My son gave up his naps at 2 1/2 - he does great without them and is a champion sleeper at night! It is absolutely no problem for your son to give up his nap if he is OK during the day. And don't worry about the nap issues at school - some kids don't nap and that is OK.
I also have a 33 mo. old and he has not been consistant with his naps. Some days yes and other days no, he has always been a super high energy kid, and reluctant to taken naps or going to sleep at night. But, we still do the quiet time for a hour a day, and at daycare he has 2 hrs of quite time. Like others have mentioned each child is different but it still is important that they do have rest/quiet time because they need to "recharge" thier little energizer batteries. Good luck, it's a hard transition.
Sounds like the p.m. nap days are over. I had that situation but unlike these other moms who can give their kids quiet times, my boys were not into that at all. So, it was just zombie time for mommy, no ways around it.
I think this is completely within normal range for giving up nap.
Try laying him down an hour later, just to rest. Tell him mommy needs rest too. Maybe he'll fall asleep but if you get that hour, it'll be worth the try. Even if you lay down next to him.
All kids are different. My daughter gave up her nap just after she turned two. I had a newborn at the time so I had her have "quiet time" in her room instead of a nap just for a break. She'd play and look at books. My oldest son napped consistently up until kindergarten. My now almost four year old still naps a few times a week, but I call it "quiet time" so he either plays in his room or naps.
That is great that he goes to bed earlier now for you! Good luck!
Turn his "nap time" into a "resting time" where he spends quiet time in his room reading a book or some quiet activity....
Then you still get time to rest, even though he's not napping.

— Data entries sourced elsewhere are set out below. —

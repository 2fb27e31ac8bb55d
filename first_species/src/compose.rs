// End-to-end composition of one exercise.
//
// Pipeline: clef placement → backtracking search → cadence inflection.
// When the counterpoint goes below, the cantus moves up an octave into the
// treble register so both voices fit their windows. The returned
// `Composition` holds the cantus as it sounds and the finished line, ready
// for MIDI export.

use crate::cantus::CantusFirmus;
use crate::config::GeneratorConfig;
use crate::error::{Error, Result};
use crate::midi::write_midi;
use crate::pitch::Pitch;
use crate::search::{SearchReport, Solution, Solver};
use crate::voice::VoicePosition;
use std::path::Path;

#[derive(Debug, Clone, PartialEq, Eq)]
pub struct Composition {
    /// The cantus firmus in the register it was composed against.
    pub cantus: CantusFirmus,
    pub voice: VoicePosition,
    /// Counterpoint with cadence inflection applied.
    pub counterpoint: Solution,
    pub nodes: u64,
    pub budget_exhausted: bool,
}

impl Composition {
    pub fn write_midi(&self, config: &GeneratorConfig, path: &Path) -> Result<()> {
        write_midi(self.cantus.notes(), &self.counterpoint.notes, &config.midi, path)?;
        Ok(())
    }

    pub fn counterpoint_notes(&self) -> &[Pitch] {
        &self.counterpoint.notes
    }
}

/// Place the cantus for the chosen voice position.
pub fn place_cantus(cantus: &CantusFirmus, voice: VoicePosition) -> CantusFirmus {
    match voice {
        VoicePosition::Below => cantus.transposed(1),
        VoicePosition::Above => cantus.clone(),
    }
}

/// Search for the raw (uninflected) counterpoint against an already placed
/// cantus.
pub fn search(cantus: &CantusFirmus, voice: VoicePosition, config: &GeneratorConfig) -> SearchReport {
    Solver::new(cantus, voice, &config.rules, &config.search).run()
}

/// Compose a counterpoint for a catalog cantus firmus.
pub fn compose(
    cantus: &CantusFirmus,
    voice: VoicePosition,
    config: &GeneratorConfig,
) -> Result<Composition> {
    let placed = place_cantus(cantus, voice);
    log::info!("composing counterpoint {} {}", voice, placed);

    let report = search(&placed, voice, config);
    let Some(best) = report.best else {
        if report.budget_exhausted {
            return Err(Error::BudgetExhausted {
                nodes: report.nodes,
            });
        }
        return Err(Error::Infeasible {
            cantus: cantus.to_string(),
            voice: voice.to_string(),
        });
    };

    Ok(Composition {
        counterpoint: best.with_leading_tone(&placed),
        cantus: placed,
        voice,
        nodes: report.nodes,
        budget_exhausted: report.budget_exhausted,
    })
}

/// Default MIDI file name for an exercise, e.g.
/// `Counterpoint-Fux-Species1-DMinor-BassClef.mid`.
pub fn default_output_name(cantus: &CantusFirmus, voice: VoicePosition) -> String {
    format!(
        "Counterpoint-{}-Species{}-{}{}-{}.mid",
        cantus.author,
        cantus.species,
        cantus.tonic,
        cantus.mode,
        voice.clef_name()
    )
}

#[cfg(test)]
mod tests {
    use super::*;
    use crate::pitch::PitchClass;
    use crate::scale::Mode;

    fn cantus(tonic: PitchClass, mode: Mode, names: &[&str]) -> CantusFirmus {
        let notes = names.iter().map(|n| n.parse().unwrap()).collect();
        CantusFirmus::new("Fux", "1", tonic, mode, notes).unwrap()
    }

    #[test]
    fn test_below_moves_cantus_up() {
        let cf = cantus(PitchClass::C, Mode::Major, &["C3", "C3"]);
        let placed = place_cantus(&cf, VoicePosition::Below);
        assert_eq!(placed.notes()[0], "C4".parse().unwrap());
        assert_eq!(place_cantus(&cf, VoicePosition::Above), cf);
    }

    #[test]
    fn test_compose_two_notes() {
        let cf = cantus(PitchClass::C, Mode::Major, &["C3", "C3"]);
        let composition = compose(&cf, VoicePosition::Below, &GeneratorConfig::default()).unwrap();
        assert_eq!(composition.counterpoint_notes().len(), 2);
        assert_eq!(composition.cantus.notes()[1], "C4".parse().unwrap());
    }

    #[test]
    fn test_compose_reports_infeasible() {
        let cf = cantus(PitchClass::C, Mode::Major, &["C4", "F#4", "C4"]);
        let err = compose(&cf, VoicePosition::Above, &GeneratorConfig::default()).unwrap_err();
        assert!(matches!(err, Error::Infeasible { .. }));
    }

    #[test]
    fn test_compose_reports_budget_before_any_solution() {
        let cf = cantus(PitchClass::C, Mode::Major, &["C4", "D4", "F4", "E4", "D4", "C4"]);
        let mut config = GeneratorConfig::default();
        config.search.max_nodes = Some(2);
        let err = compose(&cf, VoicePosition::Below, &config).unwrap_err();
        assert!(matches!(err, Error::BudgetExhausted { nodes: 2 }));
    }

    #[test]
    fn test_output_name() {
        let cf = cantus(PitchClass::D, Mode::Minor, &["D4", "D4"]);
        assert_eq!(
            default_output_name(&cf, VoicePosition::Below),
            "Counterpoint-Fux-Species1-DMinor-BassClef.mid"
        );
    }
}
// Candidate generation: which pitches may sound against a cantus firmus note.
//
// The cantus note's scale degree is the root. Four degree offsets give the
// consonant partners (unison/octave, third, fifth, sixth), measured downward
// for a lower counterpoint and upward for an upper one. Each partner class is
// then placed in every octave of the voice's candidate window.
//
// Order is deterministic: degree offsets in the order below, octaves
// ascending. The search visits candidates in exactly this order, so ties in
// score resolve the same way on every run.

use crate::pitch::{Pitch, PitchClass};
use crate::scale::{Mode, build_scale};
use crate::voice::VoicePosition;

/// Scale-degree offsets (mod 7) from the root for each voice position.
fn degree_offsets(voice: VoicePosition) -> [usize; 4] {
    match voice {
        // Root, third below, fifth below, sixth below.
        VoicePosition::Below => [0, 5, 3, 2],
        // Root, third above, fifth above, sixth above.
        VoicePosition::Above => [0, 2, 4, 5],
    }
}

/// All admissible counterpoint pitches against `cantus_pitch`.
///
/// Returns an empty list when the cantus pitch is outside the key or when no
/// placement falls inside the window. The search treats that as a dead end.
pub fn candidates(
    tonic: PitchClass,
    cantus_pitch: Pitch,
    voice: VoicePosition,
    mode: Mode,
) -> Vec<Pitch> {
    let scale = build_scale(tonic, mode);
    let Some(root) = scale.degree_of(cantus_pitch.class) else {
        return Vec::new();
    };

    let window = voice.candidate_window();
    let mut out = Vec::with_capacity(12);
    for offset in degree_offsets(voice) {
        let class = scale.degree(root + offset);
        for octave in voice.candidate_octaves() {
            let pitch = Pitch::new(class, octave);
            if window.contains(pitch) {
                out.push(pitch);
            }
        }
    }
    out
}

Its working really well for my daughter and sometimes during her quiet time, she will still fall asleep! Which i also need since i have a 6 week old at home too!
HI L.,
I'm sorry to tell you this but I think the days of PM naps are over. If he's fine the rest of the day, he doesn't need it anymore. My son gave up napping alltogether at 3 and my daughter (God help me) at 2. I feel your pain. My son (10 yrs old) goes to bed by 8:00 but gets up at 6:00 am. My daughter (7yrs old) loves to stay up until 9:00 or 10:00 and sleeps until 9:00 if I let her. I wish they were both on the same schedule so I can get some sleep. Good luck.
Hi,
My kids stop taking naps at 2! We just gave them some down time in the afternoon like watching a movie! They were always ready for bed! Good luck!
Dear mama- My oldest stopped napping AT ALL by the time she was one year old. It was so hard at the time! She is now 16, and she is a very bright, sweet, and cheerful girl, and one of the greatest delights of my life. But she still requires very little sleep! I did require/train her to have a "quiet time" in her room for at least an hour each day. She learned to play quietly and creatively by herself, and I think it really benefitted her in the long run. I have three kids, and they are each so individual- so take a deep breath, and enjoy the joys of the moment. This moment will soon pass, and I promise that you will eventually get a full nights sleep again!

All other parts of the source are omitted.